Re: [Regression] Commit "nvme/pci: Use host managed power state for suspend" has problems

From: Keith Busch
Date: Thu Jul 25 2019 - 14:07:29 EST

On Thu, Jul 25, 2019 at 02:51:41AM -0700, Rafael J. Wysocki wrote:
> Hi Keith,
> Unfortunately,
> commit d916b1be94b6dc8d293abed2451f3062f6af7551
> Author: Keith Busch <keith.busch@xxxxxxxxx>
> Date: Thu May 23 09:27:35 2019 -0600
> nvme-pci: use host managed power state for suspend
> doesn't universally improve things. In fact, in some cases it makes things worse.
> For example, on the Dell XPS13 9380 I have here it prevents the processor package
> from reaching idle states deeper than PC2 in suspend-to-idle (which, of course, also
> prevents the SoC from reaching any kind of S0ix).
> That can be readily explained too. Namely, with the commit above the NVMe device
> stays in D0 over suspend/resume, so the root port it is connected to also has to stay in
> D0 and that "blocks" package C-states deeper than PC2.
> In order for the root port to be able to go to D3, the device connected to it also needs
> to go into D3, so it looks like (at least on this particular machine, but maybe in
> general), both D3 and the NVMe-specific PM are needed.
> I'm not sure what to do here, because evidently there are systems where that commit
> helps. I was thinking about adding a module option allowing the user to override the
> default behavior which in turn should be compatible with 5.2 and earlier kernels.

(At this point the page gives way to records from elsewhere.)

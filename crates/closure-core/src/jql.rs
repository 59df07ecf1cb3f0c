//! Conjunctive JQL builder and the named query shapes the closure flows use.
//!
//! Clause values are wrapped in double quotes and interpolated verbatim, so a
//! label or component containing `"` breaks out of its literal. Values come
//! straight from request bodies.

use std::fmt;

pub const STATUS_OPEN: &str = "Open";
pub const STATUS_DEV_RELEASED: &str = "Dev Released";
pub const ISSUE_TYPE_BUG: &str = "Bug";

#[derive(Debug, Clone, PartialEq, Eq)]
pub struct Jql {
    clauses: Vec<String>,
    order_by: Option<String>,
}

impl Jql {
    /// Every query is scoped to one project.
    pub fn project(key: &str) -> Self {
        Self {
            clauses: vec![format!("project = {key}")],
            order_by: None,
        }
    }

    pub fn label(mut self, label: &str) -> Self {
        self.clauses.push(format!("labels = \"{label}\""));
        self
    }

    pub fn component(mut self, component: &str) -> Self {
        self.clauses.push(format!("component = \"{component}\""));
        self
    }

    pub fn status(mut self, status: &str) -> Self {
        self.clauses.push(format!("status = \"{status}\""));
        self
    }

    pub fn issue_type(mut self, issue_type: &str) -> Self {
        self.clauses.push(format!("issuetype = {issue_type}"));
        self
    }

    pub fn fix_version_empty(mut self) -> Self {
        self.clauses.push("fixVersion is EMPTY".to_string());
        self
    }

    /// The free-text "Release Version" field some projects use instead of
    /// fix versions. Empty and blank both count.
    pub fn release_version_field_empty(mut self) -> Self {
        self.clauses
            .push("(\"Release Version\" is EMPTY OR \"Release Version\" = \"\")".to_string());
        self
    }

    pub fn order_by(mut self, clause: &str) -> Self {
        self.order_by = Some(clause.to_string());
        self
    }

    pub fn render(&self) -> String {
        let mut out = self.clauses.join(" AND ");
        if let Some(order) = &self.order_by {
            out.push_str(" ORDER BY ");
            out.push_str(order);
        }
        out
    }
}

impl fmt::Display for Jql {
    fn fmt(&self, f: &mut fmt::Formatter<'_>) -> fmt::Result {
        f.write_str(&self.render())
    }
}

// ---------------------------------------------------------------------------
// Named shapes
// ---------------------------------------------------------------------------

pub mod shapes {
    use super::{Jql, ISSUE_TYPE_BUG, STATUS_DEV_RELEASED, STATUS_OPEN};
    use crate::labels::release_label;

    /// Open tickets tagged with the `-release` form of the label.
    pub fn open_release(project: &str, label: &str, component: &str) -> Jql {
        Jql::project(project)
            .status(STATUS_OPEN)
            .label(&release_label(label))
            .component(component)
    }

    /// Dev Released tickets (literal label) with no fix version.
    pub fn dev_released_unversioned(project: &str, label: &str, component: &str) -> Jql {
        Jql::project(project)
            .label(label)
            .component(component)
            .status(STATUS_DEV_RELEASED)
            .fix_version_empty()
    }

    /// Dev Released tickets (literal label) whose "Release Version" field is blank.
    pub fn dev_released_missing_release_field(
        project: &str,
        label: &str,
        component: &str,
    ) -> Jql {
        Jql::project(project)
            .status(STATUS_DEV_RELEASED)
            .label(label)
            .component(component)
            .release_version_field_empty()
    }

    pub fn label_component(project: &str, label: &str, component: &str) -> Jql {
        Jql::project(project).label(label).component(component)
    }

    pub fn unversioned(project: &str, label: &str, component: &str) -> Jql {
        label_component(project, label, component).fix_version_empty()
    }

    pub fn bugs(project: &str, label: &str, component: Option<&str>) -> Jql {
        let jql = Jql::project(project).issue_type(ISSUE_TYPE_BUG).label(label);
        match component {
            Some(c) => jql.component(c),
            None => jql,
        }
    }

    pub fn previous_bugs(project: &str, previous_label: &str, component: &str) -> Jql {
        Jql::project(project)
            .label(previous_label)
            .component(component)
            .issue_type(ISSUE_TYPE_BUG)
    }

    pub fn recent(project: &str) -> Jql {
        Jql::project(project).order_by("created DESC")
    }

    /// Shape names accepted by `closure jql`.
    pub const NAMES: &[&str] = &[
        "open-release",
        "dev-released",
        "release-field-missing",
        "label-component",
        "unversioned",
        "bugs",
        "previous-bugs",
        "recent",
    ];
}
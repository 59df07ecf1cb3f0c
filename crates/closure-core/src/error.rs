use thiserror::Error;

#[derive(Debug, Error)]
pub enum ClosureError {
    #[error("missing {section} environment variables: {}", missing.join(", "))]
    Configuration {
        section: &'static str,
        missing: Vec<String>,
    },

    #[error("{0}")]
    Validation(String),

    #[error("invalid label format '{0}': expected S<number>")]
    InvalidLabelFormat(String),

    #[error("tracker query failed: {status} {body}")]
    TrackerStatus { status: u16, body: String },

    #[error("tracker request failed: {0}")]
    TrackerTransport(String),

    #[error("{0}")]
    TrackerRejected(String),

    #[error("mail delivery failed: {0}")]
    Mail(String),

    #[error("invalid email address: {0}")]
    InvalidAddress(String),

    #[error(transparent)]
    Json(#[from] serde_json::Error),
}

impl From<reqwest::Error> for ClosureError {
    fn from(err: reqwest::Error) -> Self {
        ClosureError::TrackerTransport(err.to_string())
    }
}

pub type Result<T> = std::result::Result<T, ClosureError>;
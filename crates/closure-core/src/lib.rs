pub mod bug;
pub mod classify;
pub mod compose;
pub mod config;
pub mod error;
pub mod jira;
pub mod jql;
pub mod labels;
pub mod mailer;
pub mod tested_area;
pub mod types;

pub use error::{ClosureError, Result};
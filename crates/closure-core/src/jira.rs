//! Jira Cloud REST client (v3) and the subset of its wire format the closure
//! flows read.

use crate::config::JiraSettings;
use crate::error::{ClosureError, Result};
use crate::jql::Jql;
use serde::de::DeserializeOwned;
use serde::{Deserialize, Deserializer, Serialize};

/// Callers ask for one page of this size; there is no pagination loop.
pub const PAGE_SIZE: u32 = 100;

fn null_as_default<'de, D, T>(d: D) -> std::result::Result<T, D::Error>
where
    D: Deserializer<'de>,
    T: Default + Deserialize<'de>,
{
    Ok(Option::<T>::deserialize(d)?.unwrap_or_default())
}

// ---------------------------------------------------------------------------
// Wire types
// ---------------------------------------------------------------------------

#[derive(Debug, Clone, Default, PartialEq, Serialize, Deserialize)]
pub struct NamedField {
    #[serde(default)]
    pub name: String,
}

#[derive(Debug, Clone, Default, PartialEq, Serialize, Deserialize)]
#[serde(rename_all = "camelCase")]
pub struct Assignee {
    #[serde(default)]
    pub display_name: Option<String>,
    #[serde(default)]
    pub email_address: Option<String>,
}

#[derive(Debug, Clone, Default, PartialEq, Serialize, Deserialize)]
pub struct Component {
    #[serde(default)]
    pub id: String,
    #[serde(default)]
    pub name: String,
}

#[derive(Debug, Clone, Default, PartialEq, Serialize, Deserialize)]
pub struct Version {
    #[serde(default)]
    pub name: String,
}

#[derive(Debug, Clone, Default, PartialEq, Serialize, Deserialize)]
#[serde(rename_all = "camelCase")]
pub struct IssueFields {
    #[serde(default)]
    pub summary: Option<String>,
    #[serde(default)]
    pub status: Option<NamedField>,
    #[serde(default)]
    pub priority: Option<NamedField>,
    #[serde(default)]
    pub issuetype: Option<NamedField>,
    #[serde(default)]
    pub assignee: Option<Assignee>,
    #[serde(default, deserialize_with = "null_as_default")]
    pub labels: Vec<String>,
    #[serde(default, deserialize_with = "null_as_default")]
    pub components: Vec<Component>,
    #[serde(default, deserialize_with = "null_as_default")]
    pub fix_versions: Vec<Version>,
    /// Custom fields (`customfield_*`) and anything else requested.
    #[serde(flatten)]
    pub extra: serde_json::Map<String, serde_json::Value>,
}

#[derive(Debug, Clone, Default, PartialEq, Serialize, Deserialize)]
pub struct Issue {
    pub key: String,
    #[serde(default)]
    pub fields: IssueFields,
}

impl Issue {
    pub fn summary(&self) -> &str {
        self.fields.summary.as_deref().unwrap_or("")
    }

    pub fn status_name(&self) -> &str {
        self.fields.status.as_ref().map(|s| s.name.as_str()).unwrap_or("")
    }

    pub fn priority_name(&self) -> &str {
        self.fields
            .priority
            .as_ref()
            .map(|p| p.name.as_str())
            .unwrap_or("")
    }

    pub fn issue_type_name(&self) -> &str {
        self.fields
            .issuetype
            .as_ref()
            .map(|t| t.name.as_str())
            .unwrap_or("")
    }

    /// Text value of a custom field. Select-style fields arrive as
    /// `{"value": ..}` objects, user-style ones as `{"name": ..}`.
    pub fn custom_text(&self, field: &str) -> Option<String> {
        let value = self.fields.extra.get(field)?;
        let text = match value {
            serde_json::Value::String(s) => s.clone(),
            serde_json::Value::Object(map) => map
                .get("value")
                .or_else(|| map.get("name"))
                .and_then(|v| v.as_str())?
                .to_string(),
            serde_json::Value::Number(n) => n.to_string(),
            _ => return None,
        };
        Some(text).filter(|t| !t.is_empty())
    }
}

#[derive(Debug, Clone, Default, Serialize, Deserialize)]
#[serde(rename_all = "camelCase")]
pub struct SearchPage {
    #[serde(default, deserialize_with = "null_as_default")]
    pub issues: Vec<Issue>,
    #[serde(default)]
    pub total: u64,
    #[serde(default)]
    pub max_results: u32,
    #[serde(default)]
    pub start_at: u32,
}

#[derive(Debug, Deserialize)]
struct LabelPage {
    #[serde(default)]
    values: Option<Vec<String>>,
    #[serde(default)]
    labels: Option<Vec<String>>,
}

#[derive(Debug, Deserialize)]
#[serde(rename_all = "camelCase")]
struct JiraErrorBody {
    #[serde(default)]
    error_messages: Vec<String>,
}

#[derive(Debug, Deserialize)]
struct CreatedIssue {
    key: String,
}

/// Tracking issue filed for a release cohort.
#[derive(Debug, Clone)]
pub struct NewIssue {
    pub release_version: String,
    pub label: String,
    pub component: String,
}

impl NewIssue {
    fn body(&self, project_key: &str) -> serde_json::Value {
        serde_json::json!({
            "fields": {
                "project": { "key": project_key },
                "summary": format!(
                    "Release {} - {} - {}",
                    self.release_version, self.label, self.component
                ),
                "description": format!(
                    "Release Version: {}\nLabel: {}\nComponent: {}",
                    self.release_version, self.label, self.component
                ),
                "issuetype": { "name": "Task" },
                "labels": [self.label],
                "components": [{ "name": self.component }],
            }
        })
    }
}

// ---------------------------------------------------------------------------
// JiraClient
// ---------------------------------------------------------------------------

#[derive(Debug, Clone)]
pub struct JiraClient {
    http: reqwest::Client,
    base_url: String,
    email: String,
    api_token: String,
    project_key: String,
}

impl JiraClient {
    pub fn new(settings: &JiraSettings) -> Self {
        Self {
            http: reqwest::Client::new(),
            base_url: settings.base_url.clone(),
            email: settings.email.clone(),
            api_token: settings.api_token.clone(),
            project_key: settings.project_key.clone(),
        }
    }

    pub fn project_key(&self) -> &str {
        &self.project_key
    }

    pub fn base_url(&self) -> &str {
        &self.base_url
    }

    pub fn browse_url(&self, key: &str) -> String {
        format!("{}/browse/{key}", self.base_url)
    }

    fn get(&self, path: &str) -> reqwest::RequestBuilder {
        self.http
            .get(format!("{}{path}", self.base_url))
            .basic_auth(&self.email, Some(&self.api_token))
            .header(reqwest::header::ACCEPT, "application/json")
    }

    async fn read_json<T: DeserializeOwned>(resp: reqwest::Response) -> Result<T> {
        let status = resp.status();
        if !status.is_success() {
            let body = resp.text().await.unwrap_or_default();
            return Err(ClosureError::TrackerStatus {
                status: status.as_u16(),
                body,
            });
        }
        let bytes = resp.bytes().await?;
        Ok(serde_json::from_slice(&bytes)?)
    }

    /// First page of issues matching `jql`.
    pub async fn search(&self, jql: &Jql, fields: &[&str], max_results: u32) -> Result<SearchPage> {
        let rendered = jql.render();
        tracing::debug!(jql = %rendered, "searching tracker");
        let resp = self
            .get("/rest/api/3/search")
            .query(&[
                ("jql", rendered),
                ("fields", fields.join(",")),
                ("maxResults", max_results.to_string()),
            ])
            .send()
            .await?;
        Self::read_json(resp).await
    }

    /// All labels known to the tracker (not only this project's).
    pub async fn labels(&self) -> Result<Vec<String>> {
        let resp = self.get("/rest/api/3/label").send().await?;
        let page: LabelPage = Self::read_json(resp).await?;
        Ok(page.values.or(page.labels).unwrap_or_default())
    }

    pub async fn components(&self) -> Result<Vec<Component>> {
        let path = format!("/rest/api/3/project/{}/components", self.project_key);
        let resp = self.get(&path).send().await?;
        Self::read_json(resp).await
    }

    pub async fn issue(&self, key: &str, fields: &[&str]) -> Result<Issue> {
        let resp = self
            .get(&format!("/rest/api/3/issue/{key}"))
            .query(&[("fields", fields.join(","))])
            .send()
            .await?;
        Self::read_json(resp).await
    }

    /// Create the release tracking task and return its key.
    pub async fn create_issue(&self, new: &NewIssue) -> Result<String> {
        let resp = self
            .http
            .post(format!("{}/rest/api/3/issue", self.base_url))
            .basic_auth(&self.email, Some(&self.api_token))
            .header(reqwest::header::ACCEPT, "application/json")
            .json(&new.body(&self.project_key))
            .send()
            .await?;

        let status = resp.status();
        if !status.is_success() {
            let body = resp.text().await.unwrap_or_default();
            let messages = serde_json::from_str::<JiraErrorBody>(&body)
                .map(|e| e.error_messages)
                .unwrap_or_default();
            if messages.is_empty() {
                return Err(ClosureError::TrackerStatus {
                    status: status.as_u16(),
                    body,
                });
            }
            return Err(ClosureError::TrackerRejected(messages.join(", ")));
        }
        let created: CreatedIssue = Self::read_json(resp).await?;
        Ok(created.key)
    }
}
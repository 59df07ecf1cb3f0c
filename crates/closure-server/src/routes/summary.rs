use axum::extract::State;
use axum::Json;
use closure_core::classify;
use closure_core::jira::PAGE_SIZE;
use closure_core::jql::shapes;
use closure_core::tested_area::tested_area;
use closure_core::types::ReleaseContext;

use super::{parse, required, Body};
use crate::error::AppError;
use crate::state::AppState;

/// POST /api/jira/summary: bucketed status summary for the label and component.
pub async fn status_summary(
    State(app): State<AppState>,
    body: Body<ReleaseContext>,
) -> Result<Json<serde_json::Value>, AppError> {
    let jira = app.jira()?;
    let body = parse(body, "Missing required fields")?;
    let label = required(&body.label, "Missing required fields")?;
    let component = required(&body.component, "Missing required fields")?;

    let jql = shapes::label_component(jira.project_key(), label, component);
    let page = jira.search(&jql, &["status", "issuetype"], PAGE_SIZE).await?;

    Ok(Json(serde_json::json!({
        "summary": classify::status_summary(&page.issues),
        "total": page.issues.len(),
    })))
}

/// POST /api/summary: exact status counts over tickets with no fix version.
pub async fn status_counts(
    State(app): State<AppState>,
    body: Body<ReleaseContext>,
) -> Result<Json<serde_json::Value>, AppError> {
    let jira = app.jira()?;
    let body = parse(body, "Missing label or component")?;
    let label = required(&body.label, "Missing label or component")?;
    let component = required(&body.component, "Missing label or component")?;

    let jql = shapes::unversioned(jira.project_key(), label, component);
    let page = jira.search(&jql, &["status"], PAGE_SIZE).await?;

    Ok(Json(serde_json::json!({
        "counts": classify::status_counts(&page.issues),
    })))
}

/// POST /api/jira/tested-area: component and keyword digest of the cohort.
pub async fn tested_area_digest(
    State(app): State<AppState>,
    body: Body<ReleaseContext>,
) -> Result<Json<serde_json::Value>, AppError> {
    let jira = app.jira()?;
    let body = parse(body, "Missing required fields")?;
    let label = required(&body.label, "Missing required fields")?;
    let component = required(&body.component, "Missing required fields")?;

    let jql = shapes::label_component(jira.project_key(), label, component);
    let page = jira.search(&jql, &["summary", "components"], PAGE_SIZE).await?;

    Ok(Json(serde_json::json!({
        "testedArea": tested_area(&page.issues),
    })))
}
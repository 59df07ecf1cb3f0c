use crate::jira::Issue;
use serde::{Deserialize, Serialize};
use std::fmt;

// ---------------------------------------------------------------------------
// Ticket
// ---------------------------------------------------------------------------

/// Flattened view of a tracker issue, as the UI and mailer see it.
#[derive(Debug, Clone, Default, PartialEq, Serialize, Deserialize)]
#[serde(rename_all = "camelCase")]
pub struct Ticket {
    pub key: String,
    #[serde(default)]
    pub summary: String,
    /// Assignee display name.
    #[serde(default)]
    pub assignee: Option<String>,
    #[serde(default)]
    pub assignee_email: Option<String>,
    #[serde(default)]
    pub status: String,
    #[serde(default)]
    pub labels: Vec<String>,
    #[serde(default)]
    pub components: Vec<String>,
    #[serde(default)]
    pub fix_versions: Vec<String>,
    #[serde(default, skip_serializing_if = "Option::is_none")]
    pub url: Option<String>,
}

impl Ticket {
    pub fn from_issue(issue: &Issue) -> Self {
        let f = &issue.fields;
        let assignee = f.assignee.as_ref();
        Self {
            key: issue.key.clone(),
            summary: issue.summary().to_string(),
            assignee: assignee.and_then(|a| a.display_name.clone()),
            assignee_email: assignee.and_then(|a| a.email_address.clone()),
            status: issue.status_name().to_string(),
            labels: f.labels.clone(),
            components: f.components.iter().map(|c| c.name.clone()).collect(),
            fix_versions: f.fix_versions.iter().map(|v| v.name.clone()).collect(),
            url: None,
        }
    }

    pub fn with_url(mut self, url: String) -> Self {
        self.url = Some(url);
        self
    }

    /// Assignee name, treating the tracker's "Unassigned" placeholder as none.
    pub fn assignee_name(&self) -> Option<&str> {
        self.assignee
            .as_deref()
            .map(str::trim)
            .filter(|a| !a.is_empty() && *a != "Unassigned")
    }
}

// ---------------------------------------------------------------------------
// ReleaseContext
// ---------------------------------------------------------------------------

/// Filter parameters chosen on the home form.
#[derive(Debug, Clone, Default, PartialEq, Serialize, Deserialize)]
#[serde(rename_all = "camelCase")]
pub struct ReleaseContext {
    #[serde(default)]
    pub release_version: String,
    #[serde(default)]
    pub label: String,
    #[serde(default)]
    pub component: String,
}

// ---------------------------------------------------------------------------
// EmailJob
// ---------------------------------------------------------------------------

#[derive(Debug, Clone, Default, PartialEq, Serialize, Deserialize)]
pub struct EmailJob {
    pub to: Vec<String>,
    #[serde(default)]
    pub cc: Vec<String>,
    pub subject: String,
    pub text: String,
    #[serde(default, skip_serializing_if = "Option::is_none")]
    pub html: Option<String>,
}

// ---------------------------------------------------------------------------
// SendResult / SendSummary
// ---------------------------------------------------------------------------

#[derive(Debug, Clone, Copy, PartialEq, Eq, Serialize, Deserialize)]
#[serde(rename_all = "snake_case")]
pub enum SendStatus {
    Sent,
    Error,
    Skipped,
}

impl SendStatus {
    pub fn as_str(self) -> &'static str {
        match self {
            SendStatus::Sent => "sent",
            SendStatus::Error => "error",
            SendStatus::Skipped => "skipped",
        }
    }
}

impl fmt::Display for SendStatus {
    fn fmt(&self, f: &mut fmt::Formatter<'_>) -> fmt::Result {
        f.write_str(self.as_str())
    }
}

#[derive(Debug, Clone, PartialEq, Serialize, Deserialize)]
#[serde(rename_all = "camelCase")]
pub struct SendResult {
    pub recipient_key: String,
    pub status: SendStatus,
    #[serde(default, skip_serializing_if = "Option::is_none")]
    pub to: Option<String>,
    #[serde(default, skip_serializing_if = "Option::is_none")]
    pub error: Option<String>,
    #[serde(default, skip_serializing_if = "Option::is_none")]
    pub reason: Option<String>,
}

impl SendResult {
    pub fn sent(key: &str, to: &str) -> Self {
        Self {
            recipient_key: key.to_string(),
            status: SendStatus::Sent,
            to: Some(to.to_string()),
            error: None,
            reason: None,
        }
    }

    pub fn failed(key: &str, error: impl Into<String>) -> Self {
        Self {
            recipient_key: key.to_string(),
            status: SendStatus::Error,
            to: None,
            error: Some(error.into()),
            reason: None,
        }
    }

    pub fn skipped(key: &str, reason: impl Into<String>) -> Self {
        Self {
            recipient_key: key.to_string(),
            status: SendStatus::Skipped,
            to: None,
            error: None,
            reason: Some(reason.into()),
        }
    }
}

#[derive(Debug, Clone, Copy, Default, PartialEq, Eq, Serialize, Deserialize)]
pub struct SendSummary {
    pub total: usize,
    pub sent: usize,
    pub skipped: usize,
    pub errors: usize,
}

impl SendSummary {
    pub fn of(results: &[SendResult]) -> Self {
        let count = |s: SendStatus| results.iter().filter(|r| r.status == s).count();
        Self {
            total: results.len(),
            sent: count(SendStatus::Sent),
            skipped: count(SendStatus::Skipped),
            errors: count(SendStatus::Error),
        }
    }
}

/// Outcome of a multi-recipient send.
#[derive(Debug, Clone, PartialEq, Serialize, Deserialize)]
pub struct BatchReport {
    pub results: Vec<SendResult>,
    pub summary: SendSummary,
}

impl BatchReport {
    pub fn new(results: Vec<SendResult>) -> Self {
        let summary = SendSummary::of(&results);
        Self { results, summary }
    }

    pub fn message(&self) -> String {
        format!(
            "Sent {} of {} notifications ({} skipped, {} failed)",
            self.summary.sent, self.summary.total, self.summary.skipped, self.summary.errors
        )
    }
}
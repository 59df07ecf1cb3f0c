use axum::extract::State;
use axum::Json;

use crate::state::AppState;

/// GET /api/health: liveness plus which upstream services are configured.
pub async fn health(State(app): State<AppState>) -> Json<serde_json::Value> {
    Json(serde_json::json!({
        "status": "ok",
        "jira": app.settings.has_jira(),
        "smtp": app.settings.has_smtp(),
    }))
}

Darn, that's too bad. I don't think we can improve one thing at the
expense of another, so unless we find an acceptable criteria to select
what low power mode to use, I would be inclined to support a revert or
a kernel option to default to the previous behavior.

One thing we might check before using NVMe power states is if the lowest
PS is non-operational with MP below some threshold. What does your device
report for:

nvme id-ctrl /dev/nvme0